Row-level security - Amazon Redshift
Services or capabilities described in Amazon Web Services documentation might vary by Region. To see the differences applicable to the China Regions, see Getting Started with Amazon Web Services in China (PDF).

Row-level security

Using row-level security (RLS) in Amazon Redshift, you can have granular access control over your sensitive data. You can decide which users or roles can access specific records of data within schemas or tables, based on security policies that are defined at the database objects level. In addition to column-level security, where you can grant users permissions to a subset of columns, use RLS policies to further restrict access to particular rows of the visible columns. For more information about column-level security, see Usage notes for column-level access control.
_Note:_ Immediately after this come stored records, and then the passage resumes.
//! Command-line front end for the robot arena.
//!
//! ```text
//! ArenaConfig ─→ Runtime ─→ Program (ActionScript) ─→ RunReport
//! ```
//!
//! The binary loads a level and a text program, optionally previews the
//! enemy scripts, then runs the program against the live game and prints
//! the final board.

pub mod config;
pub mod program;
pub mod report;

pub use config::{ArenaConfig, LevelSource};
pub use program::{Program, ProgramError, Statement};
pub use report::{RunReport, render_board};

use anyhow::{Context, Result};
use runtime::{Runtime, run_script};

/// Runs `program` on the runtime's loaded level and reports the result.
///
/// With `preview` set, the enemy scripts are shown for that many cycles on
/// a scratch copy first. The game is stopped before returning.
pub async fn play(runtime: &Runtime, program: &Program, preview: Option<u32>) -> Result<RunReport> {
    let level = runtime.level().await.context("No level loaded")?;

    if let Some(cycles) = preview {
        tracing::info!(cycles, "previewing enemy movement");
        runtime.preview_enemy_movement(cycles).await?;
    }

    runtime.start_game().await;
    let outcome = run_script(runtime, program).await;
    let completed = runtime.is_level_completed().await;
    runtime.stop_game().await;

    let state = runtime
        .snapshot()
        .await
        .context("Game state disappeared during the run")?;
    Ok(RunReport::new(&level, &state, outcome, completed))
}
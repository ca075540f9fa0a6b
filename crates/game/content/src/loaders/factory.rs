//! Content factory for loading levels and configuration from a data
//! directory.

use std::path::{Path, PathBuf};

use game_core::{GameConfig, Level};

use crate::loaders::{ConfigLoader, LevelLoader, LoadResult};

/// Content factory that loads game content from a data directory.
///
/// # Directory Structure
///
/// ```text
/// data_dir/
/// ├── config.toml
/// └── levels/
///     ├── level1.ron
///     └── level2.ron
/// ```
pub struct ContentFactory {
    data_dir: PathBuf,
}

impl ContentFactory {
    pub fn new(data_dir: impl Into<PathBuf>) -> Self {
        Self {
            data_dir: data_dir.into(),
        }
    }

    /// Load game configuration from `config.toml`.
    pub fn load_config(&self) -> LoadResult<GameConfig> {
        let path = self.data_dir.join("config.toml");
        ConfigLoader::load(&path)
    }

    /// Load a level from `levels/{level_id}.ron`.
    pub fn load_level(&self, level_id: &str) -> LoadResult<Level> {
        let path = self
            .data_dir
            .join("levels")
            .join(format!("{}.ron", level_id));
        LevelLoader::load(&path)
    }

    /// Load every `levels/*.ron` file, ordered by file name.
    pub fn load_levels(&self) -> LoadResult<Vec<Level>> {
        let dir = self.data_dir.join("levels");
        let entries = std::fs::read_dir(&dir)
            .map_err(|e| anyhow::anyhow!("Failed to read directory {}: {}", dir.display(), e))?;

        let mut paths = Vec::new();
        for entry in entries {
            let path = entry?.path();
            if path.extension().is_some_and(|ext| ext == "ron") {
                paths.push(path);
            }
        }
        paths.sort();

        paths.iter().map(|path| LevelLoader::load(path)).collect()
    }

    /// Returns the data directory path.
    pub fn data_dir(&self) -> &Path {
        &self.data_dir
    }
}

#[cfg(test)]
mod tests {
    use super::*;

    const TINY: &str = r######"(
        id: "tiny",
        name: "Tiny",
        map: ["####", "#..#", "####"],
        robot_start: (position: (x: 1, y: 1), direction: Right),
    )"######;

    #[test]
    fn test_factory_paths() {
        let factory = ContentFactory::new("/tmp/data");
        assert_eq!(factory.data_dir(), Path::new("/tmp/data"));
    }

    #[test]
    fn loads_levels_and_config_from_directory() {
        let dir = tempfile::tempdir().unwrap();
        std::fs::create_dir(dir.path().join("levels")).unwrap();
        std::fs::write(dir.path().join("levels/b.ron"), TINY.replace("tiny", "b")).unwrap();
        std::fs::write(dir.path().join("levels/a.ron"), TINY.replace("tiny", "a")).unwrap();
        std::fs::write(dir.path().join("levels/notes.txt"), "ignored").unwrap();
        std::fs::write(dir.path().join("config.toml"), "[pacing]\nplayer_move_ms = 5\n").unwrap();

        let factory = ContentFactory::new(dir.path());
        let ids: Vec<String> = factory
            .load_levels()
            .unwrap()
            .iter()
            .map(|level| level.id().to_string())
            .collect();
        assert_eq!(ids, ["a", "b"]);
        assert_eq!(factory.load_level("b").unwrap().id(), "b");
        assert_eq!(factory.load_config().unwrap().pacing.player_move_ms, 5);
    }
}
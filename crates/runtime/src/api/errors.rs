//! Unified error types surfaced by the runtime API.
//!
//! Ordinary gameplay outcomes (blocked moves, misses, calls while stopped)
//! are not errors. What remains is cancellation, which callers usually want
//! to swallow, and genuine script faults, which they want to show.

use thiserror::Error;

pub type Result<T> = std::result::Result<T, RuntimeError>;

#[derive(Debug, Error, Clone, PartialEq, Eq)]
pub enum RuntimeError {
    /// The game left the running state while the caller was suspended.
    #[error("game stopped")]
    Cancelled,

    /// The preview was interrupted before it finished.
    #[error("preview aborted")]
    PreviewAborted,

    #[error("target ({x}, {y}) is outside the map or not walkable")]
    InvalidTarget { x: i32, y: i32 },
}

impl RuntimeError {
    /// Voluntary stops that a driver should not report as failures.
    pub fn is_cancellation(&self) -> bool {
        matches!(self, RuntimeError::Cancelled | RuntimeError::PreviewAborted)
    }
}

#[cfg(test)]
mod tests {
    use super::*;

    #[test]
    fn cancellation_is_distinguishable_from_faults() {
        assert!(RuntimeError::Cancelled.is_cancellation());
        assert!(RuntimeError::PreviewAborted.is_cancellation());
        assert!(!RuntimeError::InvalidTarget { x: 9, y: 9 }.is_cancellation());
    }

    #[test]
    fn every_variant_is_either_a_stop_or_a_fault() {
        let all = [
            RuntimeError::Cancelled,
            RuntimeError::PreviewAborted,
            RuntimeError::InvalidTarget { x: 0, y: 0 },
        ];
        for err in all {
            let fault = match err {
                RuntimeError::Cancelled | RuntimeError::PreviewAborted => false,
                RuntimeError::InvalidTarget { .. } => true,
            };
            assert_eq!(err.is_cancellation(), !fault);
        }
    }
}
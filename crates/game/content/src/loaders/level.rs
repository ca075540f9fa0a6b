//! Level definition loader.
//!
//! Reads a RON [`LevelDefinition`] and validates it into a playable
//! [`Level`].

use std::path::Path;

use game_core::{Level, LevelDefinition};

use crate::loaders::{LoadResult, read_file};

/// Loader for level definitions from RON files.
pub struct LevelLoader;

impl LevelLoader {
    /// Load and validate a level from a RON file.
    pub fn load(path: &Path) -> LoadResult<Level> {
        let content = read_file(path)?;
        Self::parse(&content)
            .map_err(|e| anyhow::anyhow!("Failed to load level {}: {}", path.display(), e))
    }

    /// Parse and validate a level from RON source.
    pub fn parse(content: &str) -> LoadResult<Level> {
        let definition: LevelDefinition = ron::from_str(content)
            .map_err(|e| anyhow::anyhow!("Failed to parse level RON: {}", e))?;

        let id = definition.id.clone();
        let level = definition
            .build()
            .map_err(|e| anyhow::anyhow!("Invalid level '{}': {}", id, e))?;

        tracing::debug!(
            target: "game_content::level",
            id = level.id(),
            enemies = level.definition().enemies.len(),
            coins = level.total_coins(),
            "level loaded"
        );
        Ok(level)
    }
}
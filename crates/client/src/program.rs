//! Plain-text robot programs.
//!
//! One command per line; `#` starts a comment. Blocks open with `repeat N`
//! or `while_enemy_adjacent` and close with `end`.
//!
//! ```text
//! move_to 1 0
//! repeat 2
//!     attack
//! end
//! say "done" 1.5
//! ```

use std::future::Future;
use std::path::Path;
use std::pin::Pin;
use std::str::FromStr;

use async_trait::async_trait;
use thiserror::Error;

use runtime::{ActionScript, RunMode, Runtime};

#[derive(Debug, Error, Clone, PartialEq, Eq)]
pub enum ProgramError {
    #[error("line {line}: unknown command '{command}'")]
    UnknownCommand { line: usize, command: String },

    #[error("line {line}: '{command}' expects {expected}")]
    BadArguments {
        line: usize,
        command: String,
        expected: &'static str,
    },

    #[error("line {line}: unterminated string")]
    UnterminatedString { line: usize },

    #[error("line {line}: block is never closed with 'end'")]
    UnclosedBlock { line: usize },

    #[error("line {line}: 'end' without an open block")]
    UnexpectedEnd { line: usize },

    #[error("line {line}: loop body is empty")]
    EmptyLoop { line: usize },
}

/// One program statement.
#[derive(Debug, Clone, PartialEq)]
pub enum Statement {
    MoveForward,
    TurnLeft,
    TurnRight,
    Attack,
    FaceEnemy,
    MoveTo { x: i32, y: i32 },
    MoveToNearestEnemy,
    Say { text: String, seconds: f64 },
    /// Runs the behaviour preview, then resumes the game.
    Preview { cycles: u32 },
    Repeat { times: u32, body: Vec<Statement> },
    WhileEnemyAdjacent { body: Vec<Statement> },
}

/// A parsed program.
#[derive(Debug, Clone, PartialEq, Default)]
pub struct Program {
    statements: Vec<Statement>,
}

impl Program {
    pub fn load(path: &Path) -> anyhow::Result<Self> {
        let source = std::fs::read_to_string(path)
            .map_err(|e| anyhow::anyhow!("Failed to read program {}: {}", path.display(), e))?;
        Ok(source.parse()?)
    }

    pub fn statements(&self) -> &[Statement] {
        &self.statements
    }
}

impl FromStr for Program {
    type Err = ProgramError;

    fn from_str(source: &str) -> Result<Self, Self::Err> {
        // stack of open blocks: (opening line, header, collected body)
        let mut stack: Vec<(usize, Statement, Vec<Statement>)> = Vec::new();
        let mut root = Vec::new();

        for (index, raw) in source.lines().enumerate() {
            let line = index + 1;
            let tokens = tokenize(raw, line)?;
            let Some((command, args)) = tokens.split_first() else {
                continue;
            };

            let statement = match command.as_str() {
                "end" => {
                    let (opened, header, body) =
                        stack.pop().ok_or(ProgramError::UnexpectedEnd { line })?;
                    if body.is_empty() {
                        return Err(ProgramError::EmptyLoop { line: opened });
                    }
                    close_block(header, body)
                }
                "repeat" => {
                    let times = one_arg(command, args, line, "a repeat count")?;
                    stack.push((line, Statement::Repeat { times, body: Vec::new() }, Vec::new()));
                    continue;
                }
                "while_enemy_adjacent" => {
                    no_args(command, args, line)?;
                    stack.push((
                        line,
                        Statement::WhileEnemyAdjacent { body: Vec::new() },
                        Vec::new(),
                    ));
                    continue;
                }
                _ => parse_simple(command, args, line)?,
            };

            match stack.last_mut() {
                Some((_, _, body)) => body.push(statement),
                None => root.push(statement),
            }
        }

        if let Some((line, _, _)) = stack.pop() {
            return Err(ProgramError::UnclosedBlock { line });
        }
        Ok(Program { statements: root })
    }
}

fn close_block(header: Statement, body: Vec<Statement>) -> Statement {
    match header {
        Statement::Repeat { times, .. } => Statement::Repeat { times, body },
        _ => Statement::WhileEnemyAdjacent { body },
    }
}

fn parse_simple(command: &str, args: &[String], line: usize) -> Result<Statement, ProgramError> {
    let statement = match command {
        "move_forward" | "forward" => Statement::MoveForward,
        "turn_left" | "left" => Statement::TurnLeft,
        "turn_right" | "right" => Statement::TurnRight,
        "attack" => Statement::Attack,
        "face_enemy" => Statement::FaceEnemy,
        "move_to_nearest_enemy" => Statement::MoveToNearestEnemy,
        "move_to" => {
            let [x, y] = args else {
                return Err(bad(command, line, "two coordinates"));
            };
            Statement::MoveTo {
                x: number(x, command, line, "two coordinates")?,
                y: number(y, command, line, "two coordinates")?,
            }
        }
        "say" => {
            let [text, seconds] = args else {
                return Err(bad(command, line, "a quoted text and seconds"));
            };
            Statement::Say {
                text: text.clone(),
                seconds: number(seconds, command, line, "a quoted text and seconds")?,
            }
        }
        "preview" => Statement::Preview {
            cycles: one_arg(command, args, line, "a cycle count")?,
        },
        _ => {
            return Err(ProgramError::UnknownCommand {
                line,
                command: command.to_owned(),
            });
        }
    };

    if matches!(
        statement,
        Statement::MoveForward
            | Statement::TurnLeft
            | Statement::TurnRight
            | Statement::Attack
            | Statement::FaceEnemy
            | Statement::MoveToNearestEnemy
    ) {
        no_args(command, args, line)?;
    }
    Ok(statement)
}

/// Splits on whitespace, keeping double-quoted text together and dropping
/// `#` comments.
fn tokenize(raw: &str, line: usize) -> Result<Vec<String>, ProgramError> {
    let mut tokens = Vec::new();
    let mut chars = raw.trim().chars().peekable();

    while let Some(&c) = chars.peek() {
        if c.is_whitespace() {
            chars.next();
        } else if c == '#' {
            break;
        } else if c == '"' {
            chars.next();
            let mut text = String::new();
            loop {
                match chars.next() {
                    Some('"') => break,
                    Some(c) => text.push(c),
                    None => return Err(ProgramError::UnterminatedString { line }),
                }
            }
            tokens.push(text);
        } else {
            let mut word = String::new();
            while let Some(&c) = chars.peek() {
                if c.is_whitespace() {
                    break;
                }
                word.push(c);
                chars.next();
            }
            tokens.push(word);
        }
    }
    Ok(tokens)
}

fn one_arg<T: FromStr>(
    command: &str,
    args: &[String],
    line: usize,
    expected: &'static str,
) -> Result<T, ProgramError> {
    match args {
        [value] => number(value, command, line, expected),
        _ => Err(bad(command, line, expected)),
    }
}

fn no_args(command: &str, args: &[String], line: usize) -> Result<(), ProgramError> {
    if args.is_empty() {
        Ok(())
    } else {
        Err(bad(command, line, "no arguments"))
    }
}

fn number<T: FromStr>(
    value: &str,
    command: &str,
    line: usize,
    expected: &'static str,
) -> Result<T, ProgramError> {
    value.parse().map_err(|_| bad(command, line, expected))
}

fn bad(command: &str, line: usize, expected: &'static str) -> ProgramError {
    ProgramError::BadArguments {
        line,
        command: command.to_owned(),
        expected,
    }
}

type StepFuture<'a> = Pin<Box<dyn Future<Output = runtime::Result<()>> + Send + 'a>>;

fn execute<'a>(statements: &'a [Statement], runtime: &'a Runtime) -> StepFuture<'a> {
    Box::pin(async move {
        for statement in statements {
            match statement {
                Statement::MoveForward => runtime.move_forward().await?,
                Statement::TurnLeft => runtime.turn_left().await?,
                Statement::TurnRight => runtime.turn_right().await?,
                Statement::Attack => runtime.attack().await?,
                Statement::FaceEnemy => runtime.face_enemy().await?,
                Statement::MoveTo { x, y } => runtime.move_to_position(*x, *y).await?,
                Statement::MoveToNearestEnemy => runtime.move_to_nearest_enemy().await?,
                Statement::Say { text, seconds } => {
                    runtime.say_message(text.as_str(), *seconds).await?
                }
                Statement::Preview { cycles } => {
                    runtime.preview_enemy_movement(*cycles).await?;
                    runtime.start_game().await;
                }
                Statement::Repeat { times, body } => {
                    for _ in 0..*times {
                        execute(body, runtime).await?;
                    }
                }
                Statement::WhileEnemyAdjacent { body } => {
                    while runtime.run_mode() == RunMode::Running
                        && runtime.is_enemy_adjacent().await
                    {
                        execute(body, runtime).await?;
                        // a body of zero-cost actions must not starve the NPC loop
                        tokio::task::yield_now().await;
                    }
                }
            }
        }
        Ok(())
    })
}

#[async_trait]
impl ActionScript for Program {
    async fn run(&self, runtime: &Runtime) -> runtime::Result<()> {
        execute(&self.statements, runtime).await
    }
}
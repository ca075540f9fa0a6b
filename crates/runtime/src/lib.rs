//! Runtime orchestration for the robot arena simulation.
//!
//! This crate wires the pure rules of `game-core` into a paced, cancellable
//! runtime. Consumers embed [`Runtime`] to load levels, drive the robot
//! through the Action API, and subscribe to events.
//!
//! Modules are organized by responsibility:
//! - [`runtime`] hosts the orchestrator, its configuration and builder
//! - [`api`] exposes the Action API, errors and the script abstraction
//! - [`events`] provides topic-based event bus for flexible event routing
//! - [`pacing`] holds the run mode and cancellable delays
//! - `workers` keeps the NPC loop internal to the crate
pub mod api;
pub mod events;
pub mod pacing;
mod preview;
pub mod runtime;
mod session;

mod workers;

pub use api::{ActionScript, Result, RuntimeError, ScriptOutcome, run_script};
pub use events::{
    Event, EventBus, GameStateEvent, LifecycleEvent, Notification, NotificationKind, PreviewFrame,
    Topic,
};
pub use pacing::RunMode;
pub use runtime::{Runtime, RuntimeBuilder, RuntimeConfig};
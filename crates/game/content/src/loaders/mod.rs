//! Content loaders for reading level and configuration files.

pub mod config;
pub mod factory;
pub mod level;

pub use config::ConfigLoader;
pub use factory::ContentFactory;
pub use level::LevelLoader;

use std::path::Path;

/// Common result type for loaders.
pub type LoadResult<T> = anyhow::Result<T>;

/// Helper function to read file contents.
pub(crate) fn read_file(path: &Path) -> LoadResult<String> {
    std::fs::read_to_string(path)
        .map_err(|e| anyhow::anyhow!("Failed to read file {}: {}", path.display(), e))
}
When you enforce RLS policies on tables, you can restrict returned result sets when users run queries.

When creating RLS policies, you can specify expressions that dictate whether Amazon Redshift returns any existing rows in a table in a query. By creating RLS policies to limit access, you don't have to add or externalize additional conditions in your queries.

When creating RLS policies, we recommend that you create simple policies and avoid complex statements in policies. When defining RLS policies, don't use excessive table joins in the policy definition that are based on policies.

When a policy refers to a lookup table, Amazon Redshift scans the additional table, in addition to the table on which the policy exists. There will be performance differences between the same query for a user with an RLS policy attached, and a user without any policy attached.